Work to complete:
Restate the entries below without a single change.

The data:
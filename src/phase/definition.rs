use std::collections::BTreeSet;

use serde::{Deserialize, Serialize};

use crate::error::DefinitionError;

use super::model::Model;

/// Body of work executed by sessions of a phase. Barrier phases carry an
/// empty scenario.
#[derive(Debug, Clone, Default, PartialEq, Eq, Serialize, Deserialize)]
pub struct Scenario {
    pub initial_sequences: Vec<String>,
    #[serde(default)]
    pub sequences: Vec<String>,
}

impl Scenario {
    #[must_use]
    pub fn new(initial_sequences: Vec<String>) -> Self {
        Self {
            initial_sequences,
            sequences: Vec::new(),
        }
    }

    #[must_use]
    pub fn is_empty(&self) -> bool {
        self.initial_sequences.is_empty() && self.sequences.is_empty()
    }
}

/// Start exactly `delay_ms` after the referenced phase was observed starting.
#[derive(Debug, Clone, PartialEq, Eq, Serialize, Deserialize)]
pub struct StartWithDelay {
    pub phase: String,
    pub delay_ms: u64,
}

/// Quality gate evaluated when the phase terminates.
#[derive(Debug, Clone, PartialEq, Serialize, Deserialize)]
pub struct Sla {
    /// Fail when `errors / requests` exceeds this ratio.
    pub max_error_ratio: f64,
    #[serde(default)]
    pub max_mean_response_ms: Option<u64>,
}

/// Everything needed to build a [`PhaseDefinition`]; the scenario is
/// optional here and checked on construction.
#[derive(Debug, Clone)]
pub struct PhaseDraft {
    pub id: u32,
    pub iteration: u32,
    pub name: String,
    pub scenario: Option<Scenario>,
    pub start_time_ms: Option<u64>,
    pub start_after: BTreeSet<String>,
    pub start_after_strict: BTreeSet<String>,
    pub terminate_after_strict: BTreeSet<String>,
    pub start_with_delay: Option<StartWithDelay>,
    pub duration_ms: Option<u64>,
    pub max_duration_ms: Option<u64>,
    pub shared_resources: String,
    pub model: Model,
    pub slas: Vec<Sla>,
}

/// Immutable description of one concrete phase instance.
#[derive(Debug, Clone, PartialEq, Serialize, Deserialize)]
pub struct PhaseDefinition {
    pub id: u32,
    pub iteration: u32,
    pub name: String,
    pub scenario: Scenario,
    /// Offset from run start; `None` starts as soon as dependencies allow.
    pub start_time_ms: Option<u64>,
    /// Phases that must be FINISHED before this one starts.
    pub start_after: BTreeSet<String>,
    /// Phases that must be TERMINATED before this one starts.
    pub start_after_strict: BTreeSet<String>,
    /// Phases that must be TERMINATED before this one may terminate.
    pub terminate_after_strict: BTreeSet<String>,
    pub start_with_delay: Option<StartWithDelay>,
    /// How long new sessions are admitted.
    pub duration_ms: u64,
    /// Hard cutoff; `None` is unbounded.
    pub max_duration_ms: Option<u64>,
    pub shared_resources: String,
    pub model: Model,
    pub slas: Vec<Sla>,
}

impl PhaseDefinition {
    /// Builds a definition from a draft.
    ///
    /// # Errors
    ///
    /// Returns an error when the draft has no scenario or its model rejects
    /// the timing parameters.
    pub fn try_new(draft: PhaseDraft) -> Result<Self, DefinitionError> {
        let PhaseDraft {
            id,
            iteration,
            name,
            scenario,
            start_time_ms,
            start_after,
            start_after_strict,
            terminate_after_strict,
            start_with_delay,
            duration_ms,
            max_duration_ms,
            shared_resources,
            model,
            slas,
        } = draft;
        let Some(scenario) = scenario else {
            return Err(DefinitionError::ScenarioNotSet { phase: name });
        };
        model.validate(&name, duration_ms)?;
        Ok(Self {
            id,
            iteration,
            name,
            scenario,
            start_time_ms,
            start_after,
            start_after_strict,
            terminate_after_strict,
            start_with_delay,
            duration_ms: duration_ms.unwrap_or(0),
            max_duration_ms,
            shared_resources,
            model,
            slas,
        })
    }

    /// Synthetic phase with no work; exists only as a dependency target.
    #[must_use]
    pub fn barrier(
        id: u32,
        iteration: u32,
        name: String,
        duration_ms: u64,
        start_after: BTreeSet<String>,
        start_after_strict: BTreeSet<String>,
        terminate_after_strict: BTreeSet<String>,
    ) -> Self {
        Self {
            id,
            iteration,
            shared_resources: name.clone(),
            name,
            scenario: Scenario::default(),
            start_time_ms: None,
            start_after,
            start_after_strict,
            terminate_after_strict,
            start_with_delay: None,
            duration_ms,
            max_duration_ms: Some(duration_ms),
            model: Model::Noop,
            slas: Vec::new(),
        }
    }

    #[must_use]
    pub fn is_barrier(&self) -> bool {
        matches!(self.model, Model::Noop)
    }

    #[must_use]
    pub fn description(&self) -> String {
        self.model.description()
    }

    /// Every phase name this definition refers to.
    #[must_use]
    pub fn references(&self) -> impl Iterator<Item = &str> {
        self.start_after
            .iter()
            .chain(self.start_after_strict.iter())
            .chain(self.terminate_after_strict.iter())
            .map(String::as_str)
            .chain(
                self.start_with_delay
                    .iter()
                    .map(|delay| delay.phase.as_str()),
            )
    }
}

Answer to this exercise:
filename src/phase/definition.rs
use std::collections::BTreeSet;

use serde::{Deserialize, Serialize};

use crate::error::DefinitionError;

use super::model::Model;

/// Body of work executed by sessions of a phase. Barrier phases carry an
/// empty scenario.
#[derive(Debug, Clone, Default, PartialEq, Eq, Serialize, Deserialize)]
pub struct Scenario {
    pub initial_sequences: Vec<String>,
    #[serde(default)]
    pub sequences: Vec<String>,
}

impl Scenario {
    #[must_use]
    pub fn new(initial_sequences: Vec<String>) -> Self {
        Self {
            initial_sequences,
            sequences: Vec::new(),
        }
    }

    #[must_use]
    pub fn is_empty(&self) -> bool {
        self.initial_sequences.is_empty() && self.sequences.is_empty()
    }
}

/// Start exactly `delay_ms` after the referenced phase was observed starting.
#[derive(Debug, Clone, PartialEq, Eq, Serialize, Deserialize)]
pub struct StartWithDelay {
    pub phase: String,
    pub delay_ms: u64,
}

/// Quality gate evaluated when the phase terminates.
#[derive(Debug, Clone, PartialEq, Serialize, Deserialize)]
pub struct Sla {
    /// Fail when `errors / requests` exceeds this ratio.
    pub max_error_ratio: f64,
    #[serde(default)]
    pub max_mean_response_ms: Option<u64>,
}

/// Everything needed to build a [`PhaseDefinition`]; the scenario is
/// optional here and checked on construction.
#[derive(Debug, Clone)]
pub struct PhaseDraft {
    pub id: u32,
    pub iteration: u32,
    pub name: String,
    pub scenario: Option<Scenario>,
    pub start_time_ms: Option<u64>,
    pub start_after: BTreeSet<String>,
    pub start_after_strict: BTreeSet<String>,
    pub terminate_after_strict: BTreeSet<String>,
    pub start_with_delay: Option<StartWithDelay>,
    pub duration_ms: Option<u64>,
    pub max_duration_ms: Option<u64>,
    pub shared_resources: String,
    pub model: Model,
    pub slas: Vec<Sla>,
}

/// Immutable description of one concrete phase instance.
#[derive(Debug, Clone, PartialEq, Serialize, Deserialize)]
pub struct PhaseDefinition {
    pub id: u32,
    pub iteration: u32,
    pub name: String,
    pub scenario: Scenario,
    /// Offset from run start; `None` starts as soon as dependencies allow.
    pub start_time_ms: Option<u64>,
    /// Phases that must be FINISHED before this one starts.
    pub start_after: BTreeSet<String>,
    /// Phases that must be TERMINATED before this one starts.
    pub start_after_strict: BTreeSet<String>,
    /// Phases that must be TERMINATED before this one may terminate.
    pub terminate_after_strict: BTreeSet<String>,
    pub start_with_delay: Option<StartWithDelay>,
    /// How long new sessions are admitted.
    pub duration_ms: u64,
    /// Hard cutoff; `None` is unbounded.
    pub max_duration_ms: Option<u64>,
    pub shared_resources: String,
    pub model: Model,
    pub slas: Vec<Sla>,
}

impl PhaseDefinition {
    /// Builds a definition from a draft.
    ///
    /// # Errors
    ///
    /// Returns an error when the draft has no scenario or its model rejects
    /// the timing parameters.
    pub fn try_new(draft: PhaseDraft) -> Result<Self, DefinitionError> {
        let PhaseDraft {
            id,
            iteration,
            name,
            scenario,
            start_time_ms,
            start_after,
            start_after_strict,
            terminate_after_strict,
            start_with_delay,
            duration_ms,
            max_duration_ms,
            shared_resources,
            model,
            slas,
        } = draft;
        let Some(scenario) = scenario else {
            return Err(DefinitionError::ScenarioNotSet { phase: name });
        };
        model.validate(&name, duration_ms)?;
        Ok(Self {
            id,
            iteration,
            name,
            scenario,
            start_time_ms,
            start_after,
            start_after_strict,
            terminate_after_strict,
            start_with_delay,
            duration_ms: duration_ms.unwrap_or(0),
            max_duration_ms,
            shared_resources,
            model,
            slas,
        })
    }

    /// Synthetic phase with no work; exists only as a dependency target.
    #[must_use]
    pub fn barrier(
        id: u32,
        iteration: u32,
        name: String,
        duration_ms: u64,
        start_after: BTreeSet<String>,
        start_after_strict: BTreeSet<String>,
        terminate_after_strict: BTreeSet<String>,
    ) -> Self {
        Self {
            id,
            iteration,
            shared_resources: name.clone(),
            name,
            scenario: Scenario::default(),
            start_time_ms: None,
            start_after,
            start_after_strict,
            terminate_after_strict,
            start_with_delay: None,
            duration_ms,
            max_duration_ms: Some(duration_ms),
            model: Model::Noop,
            slas: Vec::new(),
        }
    }

    #[must_use]
    pub fn is_barrier(&self) -> bool {
        matches!(self.model, Model::Noop)
    }

    #[must_use]
    pub fn description(&self) -> String {
        self.model.description()
    }

    /// Every phase name this definition refers to.
    #[must_use]
    pub fn references(&self) -> impl Iterator<Item = &str> {
        self.start_after
            .iter()
            .chain(self.start_after_strict.iter())
            .chain(self.terminate_after_strict.iter())
            .map(String::as_str)
            .chain(
                self.start_with_delay
                    .iter()
                    .map(|delay| delay.phase.as_str()),
            )
    }
}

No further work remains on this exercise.